FILE- In this Jan. 16, 2019, file photo Julian Castro, former U.S. Secretary of Housing and Urban Development and candidate for the 2020 Democratic presidential nomination, speaks to the media at Saint Anselm College in Manchester, N.H. Castro isn’t ruling out direct payments to African-Americans for the legacy of slavery, a stand separating him from his 2020 rivals. The former housing secretary says, “If under the Constitution we compensate people because we take their property, why wouldn’t you compensate people who actually were property.’’ (AP Photo/Mary Schwalm, File)

Presidential hopeful Castro isn't ruling out reparations

March 10, 2019 - 11:20 am

AUSTIN, Texas (AP) — Democratic presidential candidate Julian Castro isn't ruling out direct payments to African-Americans for the legacy of slavery — a stand separating him from his 2020 rivals.

"If under the Constitution we compensate people because we take their property, why wouldn't you compensate people who actually were property," the former Obama-era housing secretary and ex-San Antonio mayor said on Sunday.

Other candidates are discussing tax credits and other subsidies, rather than direct payments for the labor and legal oppression of slaves and their descendants. Vermont Sen. Bernie Sanders would put resources such as "Medicare for All" and tuition-free college into distressed communities.

Castro tells CNN's "State of the Union" he doesn't think that's the proper argument for reparations if "a big check needs to be written for a whole bunch of other stuff."

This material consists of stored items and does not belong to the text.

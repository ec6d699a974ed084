//! Hash helpers, kept behind a thin API so the hash algorithm can change
//! without touching callers. BLAKE3 is used for its speed; none of this is
//! a wire/security guarantee, only a stable fingerprint within one
//! simulation run.

use super::to_canonical_json;
use blake3::Hasher;
use serde_json::Value;

pub fn hash_str(input: &str) -> String {
    let mut h = Hasher::new();
    h.update(input.as_bytes());
    h.finalize().to_hex().to_string()
}

pub fn hash_value(v: &Value) -> String {
    let canonical = to_canonical_json(v);
    hash_str(&canonical)
}
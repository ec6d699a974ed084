//! Error surface of the DTL, plus the ambient additions a real crate
//! needs: config parsing and collaborator-contract usage errors.

use thiserror::Error;

#[derive(Debug, Error, Clone, PartialEq)]
pub enum DtlError {
    #[error("engine_type is undefined for this stream")]
    UndefinedEngineType,
    #[error("transport_method is undefined for this stream")]
    UndefinedTransportMethod,
    #[error("invalid engine/transport combination")]
    InvalidEngineAndTransportCombination,
    #[error("inconsistent variable definition: {0}")]
    InconsistentVariableDefinition(String),
    #[error("variable '{0}' redefined with incompatible shape or element_size")]
    MultipleVariableDefinition(String),
    #[error("unknown variable '{0}'")]
    UnknownVariable(String),
    #[error("unknown reduction method '{0}'")]
    UnknownReductionMethod(String),
    #[error("unknown decimation option '{0}'")]
    UnknownDecimationOption(String),
    #[error("inconsistent decimation stride: {0}")]
    InconsistentDecimationStride(String),
    #[error("unknown decimation interpolation '{0}'")]
    UnknownDecimationInterpolation(String),
    #[error("unknown compression option '{0}'")]
    UnknownCompressionOption(String),
    #[error("inconsistent compression ratio: {0}")]
    InconsistentCompressionRatio(String),
    #[error("subscribers may not attach compression on a publisher-reduced variable")]
    SubscriberSideCompression,
    #[error("a different reduction method is already attached to this variable")]
    DoubleReduction,
    #[error("dimension product overflowed the platform integer")]
    Overflow,

    #[error("invalid DTL configuration: {0}")]
    ConfigError(String),
    #[error("usage error: {0}")]
    UsageError(String),
    #[error("engine I/O failure: {0}")]
    Io(String),
}
//! `Dtl`: process-wide stream registry and connection set.
//!
//! Rather than a process-global singleton reached for via a static
//! `DTL.create`/`DTL.connect` pair, this is an explicit lifecycled service
//! object, `DtlHandle = Arc<Dtl>`, created once by whoever sets up the
//! simulation and handed to every actor that needs it, the way collaborator
//! handles are threaded through elsewhere in this crate rather than reached
//! for as globals.

use std::collections::HashSet;
use std::sync::{Arc, Mutex};

use indexmap::IndexMap;
use log::info;

use crate::config::load_presets;
use crate::errors::DtlError;
use crate::stream::Stream;

/// Shared handle to a `Dtl` instance; cheap to clone, hand to every actor
/// that calls `connect`.
pub type DtlHandle = Arc<Dtl>;

#[derive(Debug, Default)]
struct DtlInner {
    streams: IndexMap<String, Stream>,
    connected_actors: HashSet<String>,
}

/// Process-wide stream registry and connection tracking.
#[derive(Debug)]
pub struct Dtl {
    inner: Mutex<DtlInner>,
}

impl Dtl {
    /// Creates a fresh `Dtl`, optionally pre-registering the streams
    /// described by a JSON config document. All-or-nothing: a malformed
    /// config means no `Dtl` is returned and nothing is partially
    /// registered.
    pub fn create(config_json: Option<&str>) -> Result<DtlHandle, DtlError> {
        let mut streams = IndexMap::new();
        if let Some(json) = config_json {
            for preset in load_presets(json)? {
                let stream = Stream::from_preset(preset.name.clone(), preset.engine_type, preset.transport_method, preset.metadata_export)?;
                streams.insert(preset.name, stream);
            }
        }
        info!("DTL created with {} preset stream(s)", streams.len());
        Ok(Arc::new(Dtl { inner: Mutex::new(DtlInner { streams, connected_actors: HashSet::new() }) }))
    }

    /// Registers `actor_id` as connected. Connecting the same actor twice
    /// without an intervening `disconnect` is a usage error.
    pub fn connect(&self, actor_id: &str) -> Result<(), DtlError> {
        let mut guard = self.inner.lock().unwrap();
        if !guard.connected_actors.insert(actor_id.to_string()) {
            return Err(DtlError::UsageError(format!("actor '{actor_id}' is already connected")));
        }
        info!("actor '{actor_id}' connected ({} total)", guard.connected_actors.len());
        Ok(())
    }

    /// Unregisters `actor_id`. Disconnecting an actor that never connected
    /// (or already disconnected) is a usage error.
    pub fn disconnect(&self, actor_id: &str) -> Result<(), DtlError> {
        let mut guard = self.inner.lock().unwrap();
        if !guard.connected_actors.remove(actor_id) {
            return Err(DtlError::UsageError(format!("actor '{actor_id}' disconnected without a matching connect")));
        }
        info!("actor '{actor_id}' disconnected ({} remain)", guard.connected_actors.len());
        Ok(())
    }

    /// Whether any actor is currently connected.
    pub fn has_active_connections(&self) -> bool {
        !self.inner.lock().unwrap().connected_actors.is_empty()
    }

    /// Returns the named Stream, creating a fresh, unconfigured one (no
    /// `engine_type`/`transport_method` set) on first reference if it
    /// doesn't already exist.
    pub fn add_stream(&self, name: &str) -> Stream {
        let mut guard = self.inner.lock().unwrap();
        guard.streams.entry(name.to_string()).or_insert_with(|| Stream::new_plain(name)).clone()
    }

    /// Returns the named Stream if it has been registered, or `None`.
    pub fn stream_by_name_or_null(&self, name: &str) -> Option<Stream> {
        self.inner.lock().unwrap().streams.get(name).cloned()
    }

    pub fn stream_names(&self) -> Vec<String> {
        self.inner.lock().unwrap().streams.keys().cloned().collect()
    }
}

Later Sunday, Castro was joining Washington Gov. Jay Inslee and former Colorado Gov. John Hickenlooper at the South by Southwest Festival for appearances before their party's ascendant young and liberal wing. The festival has grown from obscure roots into a weeklong juggernaut of tech, politics and entertainment.

Inslee told CNN that while in office, "I have been very, very committed to making this a more just and open and tolerant society. And that's one of the reasons Washington is so successful."

Sanders was in New Hampshire, while Sens. Elizabeth Warren of Massachusetts was in Dallas, Kamala Harris of California was in Miami and Amy Klobuchar of Minnesota was in Tampa.